Ventilation-induced pulmonary vasodilation at birth is modulated by potassium channel activity.

At birth, pulmonary blood flow rapidly increases 8- to 10-fold, and pulmonary arterial pressure falls by 50% within 24 h. The postnatal adaptation of the pulmonary circulation is mediated, in part, by endothelium-derived nitric oxide (EDNO). Recent studies suggest that EDNO may reduce vascular resistance, in part, by activating K+ channels. We hypothesized that K+ channels modulate the changes in pulmonary hemodynamics associated with birth.

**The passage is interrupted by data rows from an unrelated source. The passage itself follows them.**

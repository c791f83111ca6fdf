use std::collections::BTreeMap;

use serde_json::Value;

use crate::{
    coerce::{coerce_decimal, coerce_uint},
    domain::LaptopRecord,
    error::ValidationError,
};

/// Text inputs of the laptop form, one per editable field.
#[derive(Debug, Clone, Copy, PartialEq, Eq)]
pub enum DraftField {
    Brand,
    Model,
    Price,
    Processor,
    Ram,
    Storage,
    Gpu,
    OperatingSystem,
    ScreenSize,
    Description,
    StockQuantity,
}

/// Editing buffer of the laptop form.
///
/// Every field is kept as the user typed it; numbers are only parsed when the
/// draft is turned into a [`LaptopRecord`] at submission time.
#[derive(Debug, Clone, PartialEq)]
pub struct LaptopDraft {
    pub brand: String,
    pub model: String,
    pub price: String,
    pub processor: String,
    pub ram: String,
    pub storage: String,
    pub gpu: String,
    pub operating_system: String,
    pub screen_size: String,
    pub description: String,
    pub is_available: bool,
    pub stock_quantity: String,
    /// Unknown fields of the record being edited, passed through untouched.
    pub extra: BTreeMap<String, Value>,
}

impl Default for LaptopDraft {
    fn default() -> Self {
        Self {
            brand: String::new(),
            model: String::new(),
            price: String::new(),
            processor: String::new(),
            ram: String::new(),
            storage: String::new(),
            gpu: String::new(),
            operating_system: String::new(),
            screen_size: String::new(),
            description: String::new(),
            is_available: true,
            stock_quantity: String::new(),
            extra: BTreeMap::new(),
        }
    }
}

impl LaptopDraft {
    /// Canned values for trying the create flow against a fresh backend.
    pub fn sample() -> Self {
        Self {
            brand: "Test Brand".into(),
            model: "Test Model".into(),
            price: "999.99".into(),
            processor: "Test Processor".into(),
            ram: "8".into(),
            storage: "256".into(),
            gpu: "Test GPU".into(),
            operating_system: "Windows 11".into(),
            screen_size: "15.6".into(),
            description: "Test description".into(),
            is_available: true,
            stock_quantity: "10".into(),
            extra: BTreeMap::new(),
        }
    }

    pub fn field_mut(&mut self, field: DraftField) -> &mut String {
        match field {
            DraftField::Brand => &mut self.brand,
            DraftField::Model => &mut self.model,
            DraftField::Price => &mut self.price,
            DraftField::Processor => &mut self.processor,
            DraftField::Ram => &mut self.ram,
            DraftField::Storage => &mut self.storage,
            DraftField::Gpu => &mut self.gpu,
            DraftField::OperatingSystem => &mut self.operating_system,
            DraftField::ScreenSize => &mut self.screen_size,
            DraftField::Description => &mut self.description,
            DraftField::StockQuantity => &mut self.stock_quantity,
        }
    }

    pub fn set(&mut self, field: DraftField, value: impl Into<String>) {
        *self.field_mut(field) = value.into();
    }

    /// True when both required fields hold something other than whitespace.
    pub fn has_required_fields(&self) -> bool {
        !self.brand.trim().is_empty() && !self.model.trim().is_empty()
    }

    pub fn validate(&self) -> Result<(), ValidationError> {
        if self.has_required_fields() {
            Ok(())
        } else {
            Err(ValidationError::MissingRequired)
        }
    }

    /// Coerces the draft into a record: strings trimmed, numbers parsed with
    /// empty or unreadable text becoming `0`.
    pub fn to_record(&self) -> LaptopRecord {
        LaptopRecord {
            id: None,
            brand: self.brand.trim().to_string(),
            model: self.model.trim().to_string(),
            price: coerce_decimal(&self.price),
            processor: self.processor.trim().to_string(),
            ram: coerce_uint(&self.ram),
            storage: coerce_uint(&self.storage),
            gpu: self.gpu.trim().to_string(),
            operating_system: self.operating_system.trim().to_string(),
            screen_size: coerce_decimal(&self.screen_size),
            description: self.description.trim().to_string(),
            is_available: self.is_available,
            stock_quantity: coerce_uint(&self.stock_quantity),
            extra: self.extra.clone(),
        }
    }
}

impl From<&LaptopRecord> for LaptopDraft {
    fn from(record: &LaptopRecord) -> Self {
        let mut extra = record.extra.clone();
        extra.remove("_id");
        Self {
            brand: record.brand.clone(),
            model: record.model.clone(),
            price: decimal_text(record.price),
            processor: record.processor.clone(),
            ram: uint_text(record.ram),
            storage: uint_text(record.storage),
            gpu: record.gpu.clone(),
            operating_system: record.operating_system.clone(),
            screen_size: decimal_text(record.screen_size),
            description: record.description.clone(),
            is_available: record.is_available,
            stock_quantity: uint_text(record.stock_quantity),
            extra,
        }
    }
}

impl From<LaptopRecord> for LaptopDraft {
    fn from(record: LaptopRecord) -> Self {
        Self::from(&record)
    }
}

fn uint_text(value: u64) -> String {
    if value == 0 {
        String::new()
    } else {
        value.to_string()
    }
}

fn decimal_text(value: f64) -> String {
    if value == 0.0 {
        String::new()
    } else {
        value.to_string()
    }
}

To test this hypothesis, we studied the effect of K+ channel inhibition on two separate, but interdependent stimuli: 1) mechanical ventilation with low inspired O2 concentrations (designed to maintain normal fetal blood gas tensions) and 2) mechanical ventilation with high inspired O2 concentrations. Tetraethyl-ammonium (TEA, 1 mg/min for 100 min; n = 5), a nonspecific K+ channel blocker, glibenclamide (Gli, 1 mg/min for 30 min; n = 6), an ATP-sensitive K+ channel blocker, or saline (n = 7) was infused into the left pulmonary artery (LPA) of acutely instrumented fetal lambs. The umbilical-placental circulation remained intact, and lambs were ventilated with 0.10 inspired O2 concentration (FIO2) for 60 min, followed by 1.0 FIO2 for 20 min. Neither TEA nor Gli had an effect on basal pulmonary tone. TEA attenuated the increase in LPA flow and decrease in pulmonary vascular resistance in response to mechanical ventilation with 0.10 and 1.0 FIO2; Gli had no effect. These results support the hypothesis that non-ATP-sensitive K+ channels modulate the transition from fetal to neonatal pulmonary circulation.